Labor Department's new salaried overtime rule: What healthcare leaders should know

The Labor Department has issued its biggest increase to the federal overtime threshold in decades — and healthcare is among the most affected industries. 

Effective July 1, salaried workers making less than $43,888 per year will qualify for 1.5 times pay if they work more than 40 hours per week, up from the current cusp of $35,568. On Jan. 1, the threshold will rise again to include salaried workers making less than $58,656. 

The healthcare and social services industry — which employs a number of low-paid salaried workers — will see some of the most significant changes as a result of the rule, according to an April 23 analysis from the Economic Policy Institute. Across all industries, it is expected to result in an annual transfer of $1.5 billion from employers to workers in increased pay. 

Under the new rule, the salary levels will be updated automatically to reflect current earnings data. In an April 23 blog post, the Labor Department said it increased the minimum salary required for the EAP exemption from overtime pay every five to nine years between 1938 and 1975. Since then, long periods between increases to the salary requirement have caused "an erosion of the real value of the salary threshold" and made it more difficult to identify exempt EAP employees, according to the department. 

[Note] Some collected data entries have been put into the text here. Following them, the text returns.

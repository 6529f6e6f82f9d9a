//! Worker references
//!
//! A [`WorkerRef`] pairs a loaded reference with the worker that owns it.
//! That pairing is what solvers see as a computed artifact.

use crate::cache::SolverResult;
use crate::compression::CompressionOpt;
use crate::error::WorkrefResult;
use crate::identity;
use crate::remote::Remote;
use crate::session::Group;
use crate::worker::{ImmutableRef, Worker};
use std::any::Any;
use std::fmt;
use std::ops::Deref;
use std::sync::Arc;
use tokio_util::sync::CancellationToken;
use tracing::warn;

/// A loaded reference and its owning worker
///
/// The reference is `None` for worker-only results that carry no content.
/// Releasing consumes the wrapper, so a released handle cannot be reused.
pub struct WorkerRef {
    immutable_ref: Option<Box<dyn ImmutableRef>>,
    worker: Arc<dyn Worker>,
}

impl WorkerRef {
    pub fn new(immutable_ref: Option<Box<dyn ImmutableRef>>, worker: Arc<dyn Worker>) -> Self {
        Self {
            immutable_ref,
            worker,
        }
    }

    /// Cache identity of this reference: `<worker>::<ref>`
    pub fn id(&self) -> String {
        let ref_id = self.immutable_ref.as_ref().map(|r| r.id()).unwrap_or("");
        identity::encode(self.worker.id(), ref_id)
    }

    pub fn immutable_ref(&self) -> Option<&dyn ImmutableRef> {
        self.immutable_ref.as_deref()
    }

    pub fn worker(&self) -> &Arc<dyn Worker> {
        &self.worker
    }

    /// Export the reference as remote descriptors.
    ///
    /// A worker-only reference has nothing to export.
    pub async fn get_remotes(
        &self,
        ctx: &CancellationToken,
        create_if_needed: bool,
        compression: &CompressionOpt,
        all: bool,
        group: &Group,
    ) -> WorkrefResult<Vec<Remote>> {
        match &self.immutable_ref {
            Some(r) => {
                r.get_remotes(ctx, create_if_needed, compression, all, group)
                    .await
            }
            None => Ok(Vec::new()),
        }
    }

    /// Release the underlying reference
    pub fn release(self) -> WorkrefResult<()> {
        match self.immutable_ref {
            Some(r) => r.release(),
            None => Ok(()),
        }
    }
}

impl fmt::Debug for WorkerRef {
    fn fmt(&self, f: &mut fmt::Formatter<'_>) -> fmt::Result {
        f.debug_struct("WorkerRef").field("id", &self.id()).finish()
    }
}

/// A reference loaded for the duration of a single call.
///
/// Released when dropped, on every exit path.
pub struct ScopedRef(WorkerRef);

impl ScopedRef {
    pub fn new(wref: WorkerRef) -> Self {
        Self(wref)
    }
}

impl Deref for ScopedRef {
    type Target = WorkerRef;

    fn deref(&self) -> &WorkerRef {
        &self.0
    }
}

impl Drop for ScopedRef {
    fn drop(&mut self) {
        if let Some(r) = self.0.immutable_ref.take() {
            if let Err(e) = r.release() {
                let id = identity::encode(self.0.worker.id(), r.id());
                warn!("Failed to release {}: {}", id, e);
            }
        }
    }
}

/// Solver-facing result backed by a [`WorkerRef`]
///
/// The holder owns the reference and must call
/// [`SolverResult::release`] when done.
#[derive(Debug)]
pub struct WorkerResult {
    wref: WorkerRef,
}

impl WorkerResult {
    pub fn new(wref: WorkerRef) -> Self {
        Self { wref }
    }

    pub fn worker_ref(&self) -> &WorkerRef {
        &self.wref
    }
}

impl SolverResult for WorkerResult {
    fn id(&self) -> String {
        self.wref.id()
    }

    fn sys(&self) -> &(dyn Any + Send + Sync) {
        &self.wref
    }

    fn sys_type_name(&self) -> &'static str {
        std::any::type_name::<WorkerRef>()
    }

    fn release(self: Box<Self>) -> WorkrefResult<()> {
        self.wref.release()
    }
}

Employers can get "a reasonable sense well in advance of what the next threshold will be" on the Bureau of Labor Statistics' website by tracking how the 35th percentile of full-time salaried worker earnings in the lowest-wage Census region is evolving over time, according to the EPI. 

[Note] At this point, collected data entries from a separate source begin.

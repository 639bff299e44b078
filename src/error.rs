//! Error types for the IEC 60870-5-104 outstation.

use std::borrow::Cow;

use thiserror::Error;

/// Result type alias for IEC 104 operations.
pub type Result<T> = std::result::Result<T, Iec104Error>;

/// IEC 60870-5-104 protocol error types.
///
/// Every error above the transport layer is fatal to exactly one
/// connection: the connection is closed and removed from the server,
/// other connections are unaffected.
#[derive(Debug, Error)]
pub enum Iec104Error {
    /// APDU length field exceeds the 253 octet maximum
    #[error("Frame too large: {0} octets")]
    FrameTooLarge(usize),

    /// First octet of a frame is not 0x68
    #[error("Invalid start byte: 0x{0:02X}")]
    InvalidStartByte(u8),

    /// Malformed APCI control field or length
    #[error("Invalid frame: {0}")]
    InvalidFrame(Cow<'static, str>),

    /// Unknown type identifier; the ASDU is dropped, the link survives
    #[error("Unknown type ID: {0}")]
    UnknownTypeId(u8),

    /// ASDU body does not match its declared structure
    #[error("Malformed ASDU: {0}")]
    MalformedAsdu(Cow<'static, str>),

    /// Send or receive sequence number violation
    #[error("Sequence error: expected {expected}, got {actual}")]
    SequenceError { expected: u16, actual: u16 },

    /// T1 timeout: peer failed to acknowledge in time
    #[error("T1 timeout: no acknowledgment received")]
    T1Timeout,

    /// T2 timeout (acknowledge deferral; handled internally with an S-frame)
    #[error("T2 timeout: acknowledgment deferral expired")]
    T2Timeout,

    /// T3 timeout (idle probe; handled internally with TESTFR)
    #[error("T3 timeout: link idle")]
    T3Timeout,

    /// Peer closed the transport
    #[error("Transport closed by peer")]
    TransportClosed,

    /// I/O error
    #[error("I/O error: {0}")]
    Io(#[from] std::io::Error),

    /// Message queue at capacity (surfaced only under the reject policy)
    #[error("Message queue full")]
    QueueFull,

    /// Concurrent connection limit reached
    #[error("Connection limit exceeded ({0})")]
    ConnectionLimitExceeded(usize),

    /// Enqueue targeted a connection that no longer exists
    #[error("No such target connection")]
    NoTargetConnection,

    /// Protocol rule violation
    #[error("Protocol error: {0}")]
    Protocol(Cow<'static, str>),

    /// Internal channel closed
    #[error("Channel closed")]
    ChannelClosed,
}

impl Iec104Error {
    /// Create a protocol error with an owned message.
    pub fn protocol(msg: impl Into<String>) -> Self {
        Self::Protocol(Cow::Owned(msg.into()))
    }

    /// Create a protocol error from a static message (no allocation).
    pub const fn protocol_static(msg: &'static str) -> Self {
        Self::Protocol(Cow::Borrowed(msg))
    }

    /// Create an invalid frame error with an owned message.
    pub fn invalid_frame(msg: impl Into<String>) -> Self {
        Self::InvalidFrame(Cow::Owned(msg.into()))
    }

    /// Create an invalid frame error from a static message (no allocation).
    pub const fn invalid_frame_static(msg: &'static str) -> Self {
        Self::InvalidFrame(Cow::Borrowed(msg))
    }

    /// Create a malformed ASDU error with an owned message.
    pub fn malformed_asdu(msg: impl Into<String>) -> Self {
        Self::MalformedAsdu(Cow::Owned(msg.into()))
    }

    /// Create a malformed ASDU error from a static message (no allocation).
    pub const fn malformed_asdu_static(msg: &'static str) -> Self {
        Self::MalformedAsdu(Cow::Borrowed(msg))
    }

    /// Check if this error terminates the connection it occurred on.
    pub fn is_connection_error(&self) -> bool {
        matches!(
            self,
            Self::FrameTooLarge(_)
                | Self::InvalidStartByte(_)
                | Self::InvalidFrame(_)
                | Self::MalformedAsdu(_)
                | Self::SequenceError { .. }
                | Self::T1Timeout
                | Self::TransportClosed
                | Self::Io(_)
        )
    }
}

#[cfg(test)]
mod tests {
    use super::*;

    #[test]
    fn test_error_display() {
        let err = Iec104Error::InvalidStartByte(0xFF);
        assert_eq!(err.to_string(), "Invalid start byte: 0xFF");

        let err = Iec104Error::UnknownTypeId(255);
        assert_eq!(err.to_string(), "Unknown type ID: 255");

        let err = Iec104Error::SequenceError {
            expected: 10,
            actual: 5,
        };
        assert_eq!(err.to_string(), "Sequence error: expected 10, got 5");

        let err = Iec104Error::ConnectionLimitExceeded(4);
        assert_eq!(err.to_string(), "Connection limit exceeded (4)");
    }

    #[test]
    fn test_is_connection_error() {
        assert!(Iec104Error::TransportClosed.is_connection_error());
        assert!(Iec104Error::T1Timeout.is_connection_error());
        assert!(Iec104Error::InvalidStartByte(0).is_connection_error());
        assert!(Iec104Error::SequenceError {
            expected: 0,
            actual: 1
        }
        .is_connection_error());

        // local conditions, not link failures
        assert!(!Iec104Error::QueueFull.is_connection_error());
        assert!(!Iec104Error::UnknownTypeId(200).is_connection_error());
        assert!(!Iec104Error::NoTargetConnection.is_connection_error());
    }
}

The Labor Department projects that 740,000 workers in the healthcare and social services industries will be affected. It estimates that small healthcare services entities — excluding hospitals — will see a total cost and payroll increase of $63.4 million in Year 1 and $94 million in Year 10. For small entity hospitals, the department anticipates a cost and payroll increase of $3.5 million in Year 1 and $4.4 million in Year 10.  

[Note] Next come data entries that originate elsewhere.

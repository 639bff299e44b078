//! Outstation server: connection manager, redundancy groups, enqueue API.
//!
//! The server owns the set of active connections and the message
//! queue(s). Transport streams reach it either through [`Outstation::serve`]
//! (a thin TCP accept loop) or directly through [`Outstation::attach`],
//! which takes any already-authenticated duplex byte stream; a
//! TLS-wrapped stream is attached the same way, the engine never looks
//! below the byte-stream boundary.

use std::collections::HashMap;
use std::net::SocketAddr;
use std::sync::atomic::{AtomicU64, Ordering};
use std::sync::{Arc, Mutex, MutexGuard};

use tokio::io::{AsyncRead, AsyncWrite};
use tokio::net::TcpListener;
use tokio_util::sync::CancellationToken;
use tracing::{debug, info, warn};

use crate::connection::{Connection, ConnectionConfig};
use crate::error::{Iec104Error, Result};
use crate::handler::OutstationHandler;
use crate::queue::{OverflowPolicy, SharedQueue};
use crate::types::{Asdu, AsduParameters};

/// Default IEC 104 port.
pub const DEFAULT_PORT: u16 = 2404;

/// Default message queue capacity in ASDUs.
pub const DEFAULT_QUEUE_CAPACITY: usize = 100;

/// How connections share the outstation's event data.
#[derive(Debug, Clone, Copy, PartialEq, Eq, Default)]
pub enum ServerMode {
    /// One shared queue feeds whichever connections are started; an ASDU
    /// is delivered to exactly one of them and entries survive connection
    /// loss (default)
    #[default]
    SingleRedundancyGroup,
    /// Each connection owns a private queue, addressed explicitly; a
    /// private queue dies with its connection
    ConnectionIsRedundancyGroup,
}

/// Server configuration.
#[derive(Debug, Clone)]
pub struct ServerConfig {
    /// ASDU field widths, identical for every connection
    pub parameters: AsduParameters,
    /// Per-connection protocol parameters (timers, window sizes)
    pub connection: ConnectionConfig,
    /// Redundancy group mode
    pub mode: ServerMode,
    /// Message queue capacity in ASDUs
    pub queue_capacity: usize,
    /// Behavior when enqueueing into a full queue
    pub overflow_policy: OverflowPolicy,
    /// Maximum concurrent connections; None for no restriction
    pub max_connections: Option<usize>,
}

impl Default for ServerConfig {
    fn default() -> Self {
        Self::new()
    }
}

impl ServerConfig {
    /// Create a configuration with the CS104 defaults.
    pub fn new() -> Self {
        Self {
            parameters: AsduParameters::default(),
            connection: ConnectionConfig::default(),
            mode: ServerMode::default(),
            queue_capacity: DEFAULT_QUEUE_CAPACITY,
            overflow_policy: OverflowPolicy::default(),
            max_connections: None,
        }
    }

    /// Set the redundancy group mode.
    pub fn mode(mut self, mode: ServerMode) -> Self {
        self.mode = mode;
        self
    }

    /// Set the message queue capacity.
    pub fn queue_capacity(mut self, capacity: usize) -> Self {
        self.queue_capacity = capacity;
        self
    }

    /// Set the overflow policy.
    pub fn overflow_policy(mut self, policy: OverflowPolicy) -> Self {
        self.overflow_policy = policy;
        self
    }

    /// Limit the number of concurrent connections.
    pub fn max_connections(mut self, max: usize) -> Self {
        self.max_connections = Some(max);
        self
    }

    /// Set the per-connection protocol parameters.
    pub fn connection(mut self, config: ConnectionConfig) -> Self {
        self.connection = config;
        self
    }
}

/// Identifier of one attached connection.
#[derive(Debug, Clone, Copy, PartialEq, Eq, Hash)]
pub struct ConnectionId(u64);

struct ConnectionEntry {
    queue: Arc<SharedQueue>,
    cancel: CancellationToken,
}

struct Inner<H> {
    config: ServerConfig,
    handler: Arc<H>,
    shared_queue: Arc<SharedQueue>,
    connections: Mutex<HashMap<ConnectionId, ConnectionEntry>>,
    next_id: AtomicU64,
    shutdown: CancellationToken,
}

impl<H> Inner<H> {
    fn connections(&self) -> MutexGuard<'_, HashMap<ConnectionId, ConnectionEntry>> {
        self.connections.lock().unwrap_or_else(|e| e.into_inner())
    }
}

/// IEC 60870-5-104 outstation server.
///
/// Cheap to clone; all clones share the same connection registry and
/// queues, so the application can keep one handle for enqueueing while
/// another drives the accept loop.
pub struct Outstation<H> {
    inner: Arc<Inner<H>>,
}

impl<H> Clone for Outstation<H> {
    fn clone(&self) -> Self {
        Self {
            inner: Arc::clone(&self.inner),
        }
    }
}

impl<H: OutstationHandler> Outstation<H> {
    /// Create a new outstation with the given configuration and
    /// application handler.
    pub fn new(config: ServerConfig, handler: H) -> Self {
        let shared_queue = Arc::new(SharedQueue::new(
            config.queue_capacity.max(1),
            config.overflow_policy,
        ));
        Self {
            inner: Arc::new(Inner {
                config,
                handler: Arc::new(handler),
                shared_queue,
                connections: Mutex::new(HashMap::new()),
                next_id: AtomicU64::new(0),
                shutdown: CancellationToken::new(),
            }),
        }
    }

    /// Attach an already-authenticated duplex stream as a new connection.
    ///
    /// The connection limit and the handler's `connection_request`
    /// decision are applied before any protocol bytes are exchanged; a
    /// rejected stream is simply dropped by the caller.
    pub fn attach<S>(&self, stream: S, peer: SocketAddr) -> Result<ConnectionId>
    where
        S: AsyncRead + AsyncWrite + Unpin + Send + 'static,
    {
        let inner = &self.inner;
        inner.config.parameters.validate()?;

        if !inner.handler.connection_request(peer) {
            info!(%peer, "connection denied by handler");
            return Err(Iec104Error::protocol_static("connection denied by handler"));
        }

        let queue = match inner.config.mode {
            ServerMode::SingleRedundancyGroup => Arc::clone(&inner.shared_queue),
            ServerMode::ConnectionIsRedundancyGroup => Arc::new(SharedQueue::new(
                inner.config.queue_capacity.max(1),
                inner.config.overflow_policy,
            )),
        };
        let cancel = inner.shutdown.child_token();
        let id = ConnectionId(inner.next_id.fetch_add(1, Ordering::Relaxed));

        {
            let mut connections = inner.connections();
            if let Some(max) = inner.config.max_connections {
                if connections.len() >= max {
                    warn!(%peer, max, "connection limit reached");
                    return Err(Iec104Error::ConnectionLimitExceeded(max));
                }
            }
            connections.insert(
                id,
                ConnectionEntry {
                    queue: Arc::clone(&queue),
                    cancel: cancel.clone(),
                },
            );
        }

        let connection = Connection::new(
            stream,
            peer,
            inner.config.parameters,
            inner.config.connection.clone(),
            Arc::clone(&inner.handler),
            queue,
            inner.config.mode == ServerMode::SingleRedundancyGroup,
            cancel,
        );

        let inner = Arc::clone(inner);
        tokio::spawn(async move {
            let _ = connection.run().await;
            inner.connections().remove(&id);
            debug!(id = id.0, "connection removed");
        });

        info!(%peer, id = id.0, "connection attached");
        Ok(id)
    }

    /// Accept TCP connections until the outstation is shut down.
    pub async fn serve(&self, listener: TcpListener) -> Result<()> {
        info!(addr = ?listener.local_addr().ok(), "outstation listening");
        loop {
            tokio::select! {
                _ = self.inner.shutdown.cancelled() => {
                    info!("outstation shutting down");
                    return Ok(());
                }
                accepted = listener.accept() => {
                    let (stream, peer) = accepted?;
                    stream.set_nodelay(true).ok();
                    if let Err(e) = self.attach(stream, peer) {
                        warn!(%peer, error = %e, "rejected connection");
                    }
                }
            }
        }
    }

    /// Submit an ASDU for transmission.
    ///
    /// Non-blocking. In single-redundancy-group mode the ASDU enters the
    /// shared queue (accumulating while no connection is started); in
    /// per-connection mode it is broadcast to every private queue.
    pub fn enqueue(&self, asdu: Asdu) -> Result<()> {
        match self.inner.config.mode {
            ServerMode::SingleRedundancyGroup => self.inner.shared_queue.enqueue(asdu),
            ServerMode::ConnectionIsRedundancyGroup => {
                let connections = self.inner.connections();
                for entry in connections.values() {
                    entry.queue.enqueue(asdu.clone())?;
                }
                Ok(())
            }
        }
    }

    /// Submit an ASDU for transmission on one specific connection.
    ///
    /// Fails with [`Iec104Error::NoTargetConnection`] when the target is
    /// gone; a caller naming a connection must learn that it vanished.
    pub fn enqueue_to(&self, id: ConnectionId, asdu: Asdu) -> Result<()> {
        let connections = self.inner.connections();
        let entry = connections
            .get(&id)
            .ok_or(Iec104Error::NoTargetConnection)?;
        entry.queue.enqueue(asdu)
    }

    /// Close one connection.
    pub fn close(&self, id: ConnectionId) -> Result<()> {
        let connections = self.inner.connections();
        let entry = connections
            .get(&id)
            .ok_or(Iec104Error::NoTargetConnection)?;
        entry.cancel.cancel();
        Ok(())
    }

    /// Number of currently attached connections.
    pub fn connection_count(&self) -> usize {
        self.inner.connections().len()
    }

    /// Cancel every connection task and stop the accept loop.
    pub fn shutdown(&self) {
        self.inner.shutdown.cancel();
    }
}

The rule and its new updating mechanism have been criticized by organizations representing employers. Specifically, nonprofit organizations and providers of home- and community-based health services are concerned that future updates will be challenging for the nonprofit sector to meet. The Washington Post reported April 24 that some critics are concerned the wage boost will worsen inflation and catalyze job loss — and that business and trade organizations are expected to challenge the rule in court, as they did when the Obama administration moved to raise the salary threshold. 

However, proponents of the rule — developed based on nearly 30 nationwide listening sessions and more than 33,000 written comments — believe the revision is fair. 

"This rule will restore the promise to workers that if you work more than 40 hours in a week, you should be paid more for that time," acting Labor Secretary Julie Su said in an April 23 news release. "Too often, lower-paid salaried workers are doing the same job as their hourly counterparts but are spending more time away from their families for no additional pay. That is unacceptable."